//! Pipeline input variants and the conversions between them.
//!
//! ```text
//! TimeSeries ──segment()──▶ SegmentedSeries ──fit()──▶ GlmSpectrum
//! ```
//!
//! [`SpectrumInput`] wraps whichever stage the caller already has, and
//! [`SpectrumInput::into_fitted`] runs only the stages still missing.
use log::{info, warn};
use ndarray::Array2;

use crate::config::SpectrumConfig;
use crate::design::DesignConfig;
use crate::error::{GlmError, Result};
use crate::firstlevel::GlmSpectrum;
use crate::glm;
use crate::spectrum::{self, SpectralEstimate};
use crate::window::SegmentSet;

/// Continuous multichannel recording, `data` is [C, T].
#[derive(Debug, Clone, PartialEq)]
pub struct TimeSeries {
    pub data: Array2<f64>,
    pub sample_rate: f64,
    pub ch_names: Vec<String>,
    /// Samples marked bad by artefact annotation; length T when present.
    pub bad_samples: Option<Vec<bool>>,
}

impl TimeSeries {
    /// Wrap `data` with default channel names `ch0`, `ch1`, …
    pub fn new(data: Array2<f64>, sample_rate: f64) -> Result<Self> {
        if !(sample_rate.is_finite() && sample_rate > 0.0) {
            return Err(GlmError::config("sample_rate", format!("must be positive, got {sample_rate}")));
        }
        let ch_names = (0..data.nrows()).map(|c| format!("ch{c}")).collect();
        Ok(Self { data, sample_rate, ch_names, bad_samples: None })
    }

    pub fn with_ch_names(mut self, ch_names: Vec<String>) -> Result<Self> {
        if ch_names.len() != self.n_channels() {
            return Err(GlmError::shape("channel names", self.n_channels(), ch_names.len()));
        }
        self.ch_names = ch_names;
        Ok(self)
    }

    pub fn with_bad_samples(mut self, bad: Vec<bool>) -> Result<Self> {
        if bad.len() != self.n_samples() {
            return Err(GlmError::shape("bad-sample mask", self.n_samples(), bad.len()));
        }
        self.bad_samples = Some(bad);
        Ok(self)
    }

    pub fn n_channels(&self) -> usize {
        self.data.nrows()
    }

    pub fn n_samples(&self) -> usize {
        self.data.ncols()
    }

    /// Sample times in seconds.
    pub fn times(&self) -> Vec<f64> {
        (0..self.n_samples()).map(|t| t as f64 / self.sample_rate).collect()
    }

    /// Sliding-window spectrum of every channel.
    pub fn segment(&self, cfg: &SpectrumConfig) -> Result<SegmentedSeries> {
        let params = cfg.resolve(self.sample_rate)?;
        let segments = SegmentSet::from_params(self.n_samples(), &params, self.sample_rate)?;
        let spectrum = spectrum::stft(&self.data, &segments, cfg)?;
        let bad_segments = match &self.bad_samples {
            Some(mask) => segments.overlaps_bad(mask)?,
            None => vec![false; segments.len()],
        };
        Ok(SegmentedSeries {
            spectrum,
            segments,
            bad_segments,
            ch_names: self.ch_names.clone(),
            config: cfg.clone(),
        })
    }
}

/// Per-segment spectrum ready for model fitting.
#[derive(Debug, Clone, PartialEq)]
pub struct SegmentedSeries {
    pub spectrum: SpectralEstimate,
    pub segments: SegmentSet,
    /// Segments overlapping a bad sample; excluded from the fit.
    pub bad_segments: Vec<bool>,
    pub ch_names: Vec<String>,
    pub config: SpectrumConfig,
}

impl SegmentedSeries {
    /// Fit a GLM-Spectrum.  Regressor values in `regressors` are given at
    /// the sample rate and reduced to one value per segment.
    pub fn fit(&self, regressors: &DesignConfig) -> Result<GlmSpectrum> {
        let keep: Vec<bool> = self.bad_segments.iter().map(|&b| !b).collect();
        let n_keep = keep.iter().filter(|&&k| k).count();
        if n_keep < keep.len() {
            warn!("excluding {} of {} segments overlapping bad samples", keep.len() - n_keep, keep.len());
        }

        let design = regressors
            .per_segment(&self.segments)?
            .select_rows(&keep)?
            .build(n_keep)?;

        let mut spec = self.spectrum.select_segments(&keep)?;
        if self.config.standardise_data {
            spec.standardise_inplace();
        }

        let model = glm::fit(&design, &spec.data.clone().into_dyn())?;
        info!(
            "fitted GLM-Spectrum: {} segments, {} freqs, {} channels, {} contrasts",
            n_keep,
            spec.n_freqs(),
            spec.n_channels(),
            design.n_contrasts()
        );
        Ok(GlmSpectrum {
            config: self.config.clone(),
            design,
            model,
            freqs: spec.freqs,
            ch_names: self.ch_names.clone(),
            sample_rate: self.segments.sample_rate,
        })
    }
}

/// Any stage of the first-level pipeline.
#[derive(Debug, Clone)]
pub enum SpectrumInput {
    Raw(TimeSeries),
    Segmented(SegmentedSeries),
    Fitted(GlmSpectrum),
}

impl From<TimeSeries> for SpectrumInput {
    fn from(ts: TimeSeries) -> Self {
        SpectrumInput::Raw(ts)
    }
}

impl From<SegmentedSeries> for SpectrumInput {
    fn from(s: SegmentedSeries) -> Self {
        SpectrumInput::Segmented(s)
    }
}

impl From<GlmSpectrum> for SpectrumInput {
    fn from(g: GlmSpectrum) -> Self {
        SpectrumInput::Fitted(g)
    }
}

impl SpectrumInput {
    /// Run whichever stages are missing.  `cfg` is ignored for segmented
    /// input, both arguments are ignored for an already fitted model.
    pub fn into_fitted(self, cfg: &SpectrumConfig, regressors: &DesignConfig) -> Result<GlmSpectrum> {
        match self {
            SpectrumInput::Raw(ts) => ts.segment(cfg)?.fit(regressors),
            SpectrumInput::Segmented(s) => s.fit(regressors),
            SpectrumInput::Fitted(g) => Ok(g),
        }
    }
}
__________________________________________________
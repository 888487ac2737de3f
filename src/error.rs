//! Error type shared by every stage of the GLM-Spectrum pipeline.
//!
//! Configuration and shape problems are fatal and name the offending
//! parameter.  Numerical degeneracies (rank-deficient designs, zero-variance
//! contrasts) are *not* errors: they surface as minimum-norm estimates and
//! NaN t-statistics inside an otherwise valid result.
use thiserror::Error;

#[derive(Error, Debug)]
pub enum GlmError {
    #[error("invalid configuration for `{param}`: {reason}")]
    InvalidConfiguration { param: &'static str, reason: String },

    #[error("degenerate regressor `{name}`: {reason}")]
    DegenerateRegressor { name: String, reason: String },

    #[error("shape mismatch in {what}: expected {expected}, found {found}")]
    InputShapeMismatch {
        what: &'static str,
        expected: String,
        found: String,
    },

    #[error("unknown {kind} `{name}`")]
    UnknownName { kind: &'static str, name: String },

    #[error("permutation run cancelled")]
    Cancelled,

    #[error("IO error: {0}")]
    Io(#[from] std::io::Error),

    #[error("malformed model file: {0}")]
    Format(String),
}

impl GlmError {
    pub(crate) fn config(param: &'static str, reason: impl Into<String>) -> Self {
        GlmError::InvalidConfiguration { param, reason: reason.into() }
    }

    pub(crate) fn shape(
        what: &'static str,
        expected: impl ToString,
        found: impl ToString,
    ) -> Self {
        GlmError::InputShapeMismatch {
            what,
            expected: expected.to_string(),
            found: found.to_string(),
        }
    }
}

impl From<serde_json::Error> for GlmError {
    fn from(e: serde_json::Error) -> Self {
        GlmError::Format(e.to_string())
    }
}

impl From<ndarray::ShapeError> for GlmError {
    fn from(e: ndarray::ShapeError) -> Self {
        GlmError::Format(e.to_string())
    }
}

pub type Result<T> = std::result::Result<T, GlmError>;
__________________________________________________
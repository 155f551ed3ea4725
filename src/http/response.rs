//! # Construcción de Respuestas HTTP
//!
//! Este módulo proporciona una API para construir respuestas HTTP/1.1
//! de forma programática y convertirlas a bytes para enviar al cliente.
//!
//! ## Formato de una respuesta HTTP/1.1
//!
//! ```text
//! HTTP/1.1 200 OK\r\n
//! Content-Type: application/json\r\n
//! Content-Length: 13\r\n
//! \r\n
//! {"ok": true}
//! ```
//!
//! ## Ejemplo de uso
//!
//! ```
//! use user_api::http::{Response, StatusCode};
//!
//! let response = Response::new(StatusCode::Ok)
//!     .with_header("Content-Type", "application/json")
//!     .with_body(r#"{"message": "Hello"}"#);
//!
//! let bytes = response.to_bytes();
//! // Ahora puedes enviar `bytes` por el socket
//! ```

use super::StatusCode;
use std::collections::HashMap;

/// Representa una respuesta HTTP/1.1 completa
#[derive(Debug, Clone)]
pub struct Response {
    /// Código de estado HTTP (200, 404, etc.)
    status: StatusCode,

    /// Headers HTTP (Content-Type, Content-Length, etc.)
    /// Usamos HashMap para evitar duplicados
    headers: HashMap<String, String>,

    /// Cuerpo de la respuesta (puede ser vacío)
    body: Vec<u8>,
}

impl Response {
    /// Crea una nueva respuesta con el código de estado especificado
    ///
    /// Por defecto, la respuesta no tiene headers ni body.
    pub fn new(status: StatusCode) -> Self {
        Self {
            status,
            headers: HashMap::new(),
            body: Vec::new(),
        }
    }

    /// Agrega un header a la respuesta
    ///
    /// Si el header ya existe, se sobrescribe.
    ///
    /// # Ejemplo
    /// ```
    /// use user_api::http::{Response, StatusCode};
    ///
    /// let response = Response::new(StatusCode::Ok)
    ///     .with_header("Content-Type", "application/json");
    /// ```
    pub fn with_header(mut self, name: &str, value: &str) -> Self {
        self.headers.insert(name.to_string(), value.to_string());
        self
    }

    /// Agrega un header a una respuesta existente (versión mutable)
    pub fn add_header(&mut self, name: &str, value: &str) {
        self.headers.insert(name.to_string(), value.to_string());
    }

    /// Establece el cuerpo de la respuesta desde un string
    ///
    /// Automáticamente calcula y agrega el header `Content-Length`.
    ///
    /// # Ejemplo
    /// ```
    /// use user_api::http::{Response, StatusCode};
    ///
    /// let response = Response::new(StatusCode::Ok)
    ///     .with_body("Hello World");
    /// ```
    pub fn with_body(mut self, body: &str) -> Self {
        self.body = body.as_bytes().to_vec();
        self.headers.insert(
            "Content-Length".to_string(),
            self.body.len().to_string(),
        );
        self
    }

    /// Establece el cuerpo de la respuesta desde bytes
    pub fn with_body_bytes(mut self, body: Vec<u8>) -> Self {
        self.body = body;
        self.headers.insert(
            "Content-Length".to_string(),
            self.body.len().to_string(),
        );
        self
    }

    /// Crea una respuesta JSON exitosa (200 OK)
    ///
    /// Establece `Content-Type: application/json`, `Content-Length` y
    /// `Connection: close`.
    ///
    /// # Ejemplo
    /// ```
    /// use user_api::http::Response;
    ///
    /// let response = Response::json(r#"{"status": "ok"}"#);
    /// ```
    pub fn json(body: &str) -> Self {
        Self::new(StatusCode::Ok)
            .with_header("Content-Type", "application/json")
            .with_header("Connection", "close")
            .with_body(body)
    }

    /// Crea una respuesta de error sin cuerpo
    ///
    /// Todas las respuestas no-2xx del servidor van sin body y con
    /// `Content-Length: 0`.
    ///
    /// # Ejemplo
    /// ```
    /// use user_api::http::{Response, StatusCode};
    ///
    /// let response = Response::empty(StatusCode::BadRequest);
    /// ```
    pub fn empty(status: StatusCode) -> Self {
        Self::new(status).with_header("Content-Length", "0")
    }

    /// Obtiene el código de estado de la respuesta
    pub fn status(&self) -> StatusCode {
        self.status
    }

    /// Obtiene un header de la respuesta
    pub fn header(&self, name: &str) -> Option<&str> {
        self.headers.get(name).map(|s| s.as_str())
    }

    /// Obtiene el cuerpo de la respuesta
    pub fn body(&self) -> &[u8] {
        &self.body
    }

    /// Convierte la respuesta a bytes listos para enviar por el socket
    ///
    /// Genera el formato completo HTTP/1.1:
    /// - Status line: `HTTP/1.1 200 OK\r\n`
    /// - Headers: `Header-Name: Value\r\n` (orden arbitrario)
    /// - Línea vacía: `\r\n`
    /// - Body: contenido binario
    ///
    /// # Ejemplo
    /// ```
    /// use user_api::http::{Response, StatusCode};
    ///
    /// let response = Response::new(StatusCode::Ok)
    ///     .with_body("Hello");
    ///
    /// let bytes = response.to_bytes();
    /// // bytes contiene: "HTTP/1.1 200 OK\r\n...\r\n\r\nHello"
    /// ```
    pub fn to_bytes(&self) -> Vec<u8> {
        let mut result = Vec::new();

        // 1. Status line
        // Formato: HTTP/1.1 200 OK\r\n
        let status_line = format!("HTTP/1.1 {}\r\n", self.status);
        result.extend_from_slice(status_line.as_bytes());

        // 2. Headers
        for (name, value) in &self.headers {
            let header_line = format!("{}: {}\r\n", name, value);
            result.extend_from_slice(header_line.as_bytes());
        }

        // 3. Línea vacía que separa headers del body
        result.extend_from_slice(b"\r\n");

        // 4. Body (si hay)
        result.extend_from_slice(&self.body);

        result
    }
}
__________________________________________________
*TASK INSTRUCTIONS*: Write down how many lines of the data above contain the string "Option", and include nothing besides that number.

*EXERCISE SOLUTION*: 2